In [None]:
%load_ext autoreload
%autoreload 2

# Sentiment Analysis On Movie Reviews

In this problem, we are given a dataset of movie reviews and the corresponding sentiment (positive or negative). Our goal is to build a model that can classify a movie review as positive or negative based on its text.

Import neccessary modules

In [None]:
import pandas
import numpy as np
import importlib

from classifiers.RandomClassifier import RandomClassifier 
from classifiers.DecisionTreeClassifier import DecisionTreeClassifier
from StatisticManager import StatisticManager

Read and show the head of the training data set

In [None]:
X_train_raw=pandas.read_excel('../data/Dataset2_train/X_train.xlsx')
y_train_raw=pandas.read_excel('../data/Dataset2_train/y_train.xlsx')
X_train_raw.info()
X_train_raw.head()
y_train_raw.head()


- Setup the target feature column name

In [None]:
target="Sentiment"
# target="class"
target_feature=target+"_cat"


## Data Process

- Fill all missing values with the median of that descriptive feature
- Change the target feature to an catagorical feature
- Show the percentage of each classes

In [None]:
X_train_raw.fillna('',inplace=True)


y_train_raw[target_feature]=y_train_raw[target].astype("category")
y_train_raw.drop([target],axis=1,inplace=True)
y_train_raw.info()
y_train_raw[target_feature].value_counts(normalize=True)*100



- Profile the descriptive features of the training dataset

In [None]:

# from pandas_profiling import ProfileReport

# ProfileReport(X_train,title="X_train profiling")
# ProfileReport(y_train,title="y_train profiling")

## Process input data

In [None]:
X_train_raw['len']=X_train_raw['Phrase'].apply(len)
X_train_raw

## Archive
This section in not used for the final result.

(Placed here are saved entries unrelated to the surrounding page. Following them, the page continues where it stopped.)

//! Network time acquisition for GNSS time injection.
//!
//! [`NtpClient::request_time`] performs a single SNTP (RFC 4330) exchange on
//! a dedicated worker thread and reports the result through a callback
//! invoked from that thread. Callers must not assume the callback runs on
//! their own thread.

use std::io;
use std::net::{ToSocketAddrs, UdpSocket};
use std::time::{Duration, Instant};

use crate::error::ErrorCode;

/// Default NTP port.
pub const NTP_PORT: u16 = 123;

/// Default exchange timeout.
pub const DEFAULT_NTP_TIMEOUT: Duration = Duration::from_secs(5);

/// Seconds between the NTP epoch (1900) and the Unix epoch (1970).
const NTP_UNIX_OFFSET_SECS: u64 = 2_208_988_800;

/// Size of an SNTP packet without extensions.
const PACKET_LEN: usize = 48;

/// LI = 0, VN = 3, Mode = 3 (client).
const CLIENT_HEADER: u8 = 0x1B;

/// Time obtained from an NTP server.
#[derive(Debug, Clone, Copy, PartialEq, Eq)]
pub struct NtpTime {
    /// Server transmit time, milliseconds since the Unix epoch.
    pub unix_ms: i64,
    /// Half the round-trip time, milliseconds.
    pub uncertainty_ms: u32,
}

/// SNTP client that runs each exchange on its own thread.
#[derive(Debug, Clone)]
pub struct NtpClient {
    timeout: Duration,
}

impl Default for NtpClient {
    fn default() -> Self {
        Self::new(DEFAULT_NTP_TIMEOUT)
    }
}

impl NtpClient {
    pub fn new(timeout: Duration) -> Self {
        Self { timeout }
    }

    /// Query `server` (`host` or `host:port`) and invoke `callback` with the
    /// outcome from the worker thread.
    ///
    /// Fails immediately with `Multithread` if the worker cannot be spawned.
    pub fn request_time<F>(&self, server: &str, callback: F) -> Result<(), ErrorCode>
    where
        F: FnOnce(Result<NtpTime, ErrorCode>) + Send + 'static,
    {
        let server = if server.contains(':') {
            server.to_string()
        } else {
            format!("{}:{}", server, NTP_PORT)
        };
        let timeout = self.timeout;

        std::thread::Builder::new()
            .name("ntp-worker".to_string())
            .spawn(move || {
                let result = query(&server, timeout);
                match &result {
                    Ok(time) => tracing::debug!(
                        server = %server,
                        unix_ms = time.unix_ms,
                        uncertainty_ms = time.uncertainty_ms,
                        "NTP time acquired"
                    ),
                    Err(e) => tracing::warn!(server = %server, error = %e, "NTP request failed"),
                }
                callback(result);
            })
            .map(|_| ())
            .map_err(|e| {
                tracing::error!(error = %e, "Failed to spawn NTP worker");
                ErrorCode::Multithread
            })
    }
}

fn query(server: &str, timeout: Duration) -> Result<NtpTime, ErrorCode> {
    let addr = server
        .to_socket_addrs()
        .map_err(|_| ErrorCode::NetworkError)?
        .next()
        .ok_or(ErrorCode::NetworkError)?;

    let bind = if addr.is_ipv4() { "0.0.0.0:0" } else { "[::]:0" };
    let socket = UdpSocket::bind(bind).map_err(io_error)?;
    socket.set_read_timeout(Some(timeout)).map_err(io_error)?;

    let mut request = [0u8; PACKET_LEN];
    request[0] = CLIENT_HEADER;

    let sent_at = Instant::now();
    socket.send_to(&request, addr).map_err(io_error)?;

    let mut response = [0u8; PACKET_LEN];
    let (len, _) = socket.recv_from(&mut response).map_err(io_error)?;
    let round_trip = sent_at.elapsed();

    let unix_ms = parse_transmit_time(&response[..len])?;
    Ok(NtpTime {
        unix_ms,
        uncertainty_ms: (round_trip.as_millis() / 2).min(u32::MAX as u128) as u32,
    })
}

fn io_error(e: io::Error) -> ErrorCode {
    match e.kind() {
        io::ErrorKind::WouldBlock | io::ErrorKind::TimedOut => ErrorCode::Timeout,
        _ => ErrorCode::NetworkError,
    }
}

/// Extract the transmit timestamp of an SNTP server reply as Unix milliseconds.
pub fn parse_transmit_time(packet: &[u8]) -> Result<i64, ErrorCode> {
    if packet.len() < PACKET_LEN {
        return Err(ErrorCode::NetworkError);
    }

    // Mode 4 (server) or 5 (broadcast); stratum 0 is a kiss-o'-death.
    let mode = packet[0] & 0x07;
    if !(mode == 4 || mode == 5) || packet[1] == 0 {
        return Err(ErrorCode::NetworkError);
    }

    let seconds = u32::from_be_bytes([packet[40], packet[41], packet[42], packet[43]]) as u64;
    let fraction = u32::from_be_bytes([packet[44], packet[45], packet[46], packet[47]]) as u64;

    let unix_secs = seconds
        .checked_sub(NTP_UNIX_OFFSET_SECS)
        .ok_or(ErrorCode::NetworkError)?;
    let millis = (fraction * 1000) >> 32;

    Ok((unix_secs * 1000 + millis) as i64)
}

#[cfg(test)]
mod tests {
    use super::*;
    use std::sync::mpsc;

    fn server_packet(unix_secs: u64, fraction: u32) -> [u8; PACKET_LEN] {
        let mut p = [0u8; PACKET_LEN];
        p[0] = 0x24; // LI 0, VN 4, mode 4
        p[1] = 2;
        let ntp_secs = (unix_secs + NTP_UNIX_OFFSET_SECS) as u32;
        p[40..44].copy_from_slice(&ntp_secs.to_be_bytes());
        p[44..48].copy_from_slice(&fraction.to_be_bytes());
        p
    }

    #[test]
    fn test_parse_transmit_time() {
        let packet = server_packet(1_700_000_000, 1 << 31);
        assert_eq!(parse_transmit_time(&packet), Ok(1_700_000_000_500));
    }

    #[test]
    fn test_parse_rejects_short_packet() {
        assert_eq!(parse_transmit_time(&[0u8; 12]), Err(ErrorCode::NetworkError));
    }

    #[test]
    fn test_parse_rejects_client_mode() {
        let mut packet = server_packet(1_700_000_000, 0);
        packet[0] = CLIENT_HEADER;
        assert_eq!(parse_transmit_time(&packet), Err(ErrorCode::NetworkError));
    }

    #[test]
    fn test_parse_rejects_kiss_of_death() {
        let mut packet = server_packet(1_700_000_000, 0);
        packet[1] = 0;
        assert_eq!(parse_transmit_time(&packet), Err(ErrorCode::NetworkError));
    }

    #[test]
    fn test_request_time_against_local_server() {
        let server = UdpSocket::bind("127.0.0.1:0").unwrap();
        let addr = server.local_addr().unwrap();

        let responder = std::thread::spawn(move || {
            let mut buf = [0u8; PACKET_LEN];
            let (_, peer) = server.recv_from(&mut buf).unwrap();
            assert_eq!(buf[0], CLIENT_HEADER);
            server.send_to(&server_packet(1_700_000_000, 0), peer).unwrap();
        });

        let (tx, rx) = mpsc::channel();
        let caller = std::thread::current().id();
        NtpClient::default()
            .request_time(&addr.to_string(), move |result| {
                tx.send((result, std::thread::current().id())).unwrap();
            })
            .unwrap();

        let (result, callback_thread) = rx.recv_timeout(Duration::from_secs(5)).unwrap();
        responder.join().unwrap();

        assert_eq!(result.unwrap().unix_ms, 1_700_000_000_000);
        assert_ne!(callback_thread, caller);
    }

    #[test]
    fn test_request_time_times_out() {
        // Bound but never answers.
        let silent = UdpSocket::bind("127.0.0.1:0").unwrap();
        let addr = silent.local_addr().unwrap();

        let (tx, rx) = mpsc::channel();
        NtpClient::new(Duration::from_millis(50))
            .request_time(&addr.to_string(), move |result| {
                tx.send(result).unwrap();
            })
            .unwrap();

        let result = rx.recv_timeout(Duration::from_secs(5)).unwrap();
        assert_eq!(result, Err(ErrorCode::Timeout));
    }
}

Please skip it.

In [None]:
import nltk
from nltk.tokenize import word_tokenize
from nltk.stem.snowball import SnowballStemmer
from nltk.corpus import stopwords
nltk.download('stopwords')


In [None]:
# q=X_train_raw.Phrase[4]
# word_tokenize(q)

In [None]:
# stemmer=SnowballStemmer(language='english')


In [None]:
# def tokenize(text):
#     return [token.lower() for token in word_tokenize(text) if token.isalpha()]

In [None]:
# tokenize(q)

In [None]:
# nltk.download('stopwords')
# stopWords=stopwords.words('english')
# ", ".join(stopWords)

In [None]:
# from sklearn.feature_extraction.text import TfidfVectorizer

In [None]:
# vectorizer=TfidfVectorizer(tokenizer=tokenize,lowercase=True,stop_words=stopWords,ngram_range=(1,2),max_features=5000)

In [None]:
# inputs=vectorizer.fit_transform(X_train_raw.Phrase)
# inputs.shape

In [None]:
# print(inputs)
# vectorizer.get_feature_names_out()[:100]

In [None]:
# vectorizer.fit(X_train_raw.Phrase)

- Convert all token into lower cases

In [None]:
# vectorizer.vocabulary_
# vectorizer.get_feature_names_out()[:100]

In [None]:
# inputs=vectorizer.transform(X_train_raw.Phrase)

In [None]:
# inputs.shape

## Decision Tree 
- Reference to the demo code

In [None]:
import tqdm
from bs4 import BeautifulSoup
import re
from nltk.stem import WordNetLemmatizer
lemmatizer = WordNetLemmatizer()

nltk.download('stopwords')
nltk.download('wordnet')
nltk.download('punkt')

def preprocess_data(df):
    reviews = []
    for raw in tqdm.tqdm(df['Phrase']):
        text = BeautifulSoup(raw,'lxml').get_text()
        only_text = re.sub('[^a-zA-Z]', ' ', text)
        words = word_tokenize(only_text.lower())
        stops = set(stopwords.words('english'))
        non_stopwords = [word for word in words if not word in stops]
        lemma_words = [lemmatizer.lemmatize(word) for word in non_stopwords]    
        reviews.append(lemma_words)
    return reviews

def tokenizer_preprocess(list_X_train, list_X_val):
    unique_words = set()
    len_max = 0
    for sent in tqdm.tqdm(list_X_train):
        unique_words.update(sent)
        if len_max < len(sent):
            len_max = len(sent)
    len(list(unique_words)), len_max

    tokenizer = Tokenizer(num_words=len(list(unique_words)))
    tokenizer.fit_on_texts(list(list_X_train))
     
    X_train = tokenizer.texts_to_sequences(list_X_train)
    X_train = sequence.pad_sequences(X_train, maxlen=len_max)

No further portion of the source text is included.